BOX 2 DO'S AND DON'TS FOR CAREGIVER SUPPORT

DO's

DO meet with a support person, group, or counselor on a regular basis to discuss your experiences and feelings.

DO set limits in caregiving time and responsibility, and stick to those limits.

DO allow yourself to have questions. Let "not knowing" be OK.

DO get the information and support you deserve and need.

DO discuss with your employer some strategies for performing your job in ways that reduce stress and burnout.

DO remember that Universal and Standard Precautions are for the patient's health and welfare as well as your own.

DON'Ts

DON'T isolate yourself.

DON'T try to be all things to all people.

DON'T expect to have all the answers.

DON'T deny your own fears about AIDS or dying.

DON'T continuess= to work in an area where you "can't cope."

DON'T dismiss Universal and Standard Precautions because you "know" the patient.

Special Populations

HIV/AIDS takes a heavy toll on all ethnicities, genders, ages, and income levels. However, some populations have been uniquely affected by the epidemic. These populations include men who have sex with men, injection drug users, people with hemophilia, women, and people of color.

MEN WHO HAVE SEX WITH MEN (MSM)

America's HIV/AIDS epidemic deepened the nation's longstanding prejudice toward homosexuality. Conservative religious groups saw the epidemic as divine retribution for "unacceptable" and "unnatural" behavior. Many men with HIV/AIDS report lack of support of their church families because of the stigma attached to homosexuality.

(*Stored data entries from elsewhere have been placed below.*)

//! Top-level driver: wires a [`Bus`] and a [`Hart`] together and runs the
//! bounded fetch-execute loop described in §5.
//!
//! `Machine` itself has no architectural state beyond the bus and the hart
//! it owns — it exists so callers embedding this crate as a library (tests,
//! the CLI, or any future front end) have one value to construct, load an
//! object file into, and drive.

use std::path::Path;

use crate::bus::{Bus, MachineConfig};
use crate::cpu::Hart;
use crate::elf;
use crate::error::LoadError;

/// Default instruction budget for the outer run loop (§5, §6).
pub const DEFAULT_MAX_INSNS: u64 = 50_000_000;

/// Why the run loop returned.
#[derive(Debug, Clone, Copy, PartialEq, Eq)]
pub enum StopReason {
    /// The hart's halted flag was set (a shutdown firmware call).
    Halted,
    /// The instruction budget was exhausted before the hart halted.
    BudgetExhausted,
}

/// A single hart plus the bus it executes against.
pub struct Machine {
    bus: Bus,
    hart: Hart,
}

impl Machine {
    /// Builds a machine with a freshly allocated, zero-filled bus and a
    /// hart with all state zeroed (PC included, until [`Machine::load`] sets it).
    #[must_use]
    pub fn new(config: MachineConfig) -> Self {
        Self {
            bus: Bus::new(config),
            hart: Hart::new(),
        }
    }

    #[must_use]
    pub fn bus(&self) -> &Bus {
        &self.bus
    }

    #[must_use]
    pub fn hart(&self) -> &Hart {
        &self.hart
    }

    /// Loads an object file into RAM and sets the hart's PC to the
    /// returned entry address.
    pub fn load(&mut self, path: &Path) -> Result<(), LoadError> {
        let entry = elf::load(path, &mut self.bus)?;
        self.hart.set_entry(entry);
        log::info!("loader: entry pc={entry:#x}");
        Ok(())
    }

    /// Retires at most one instruction.
    pub fn step(&mut self) {
        self.hart.step(&mut self.bus);
    }

    /// Runs the fetch-execute loop until the hart halts or `max_insns`
    /// instructions have retired, whichever comes first. Returns the
    /// number of instructions retired and why the loop stopped.
    pub fn run(&mut self, max_insns: u64) -> (u64, StopReason) {
        let mut retired = 0u64;
        while retired < max_insns {
            if self.hart.halted {
                return (retired, StopReason::Halted);
            }
            self.step();
            retired += 1;
        }
        if self.hart.halted {
            (retired, StopReason::Halted)
        } else {
            (retired, StopReason::BudgetExhausted)
        }
    }
}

Societal attitudes toward MSM have made it more difficult to live and die with HIV/AIDS. Self-esteem and other psychological issues related to HIV infections complicate the lives of MSM. Grief and loss are not always validated when relationships are judged "unacceptable."

Societal attitudes toward MSM have made it more difficult to live and die with HIV/AIDS. Self-esteem and other psychological issues related to HIV infections complicate the lives of MSM. Grief and loss are not always validated when relationships are judged "unacceptable." Many church congregations fail to offer support to those living with HIV/AIDS and to their families because of the stigma attached to homosexuality.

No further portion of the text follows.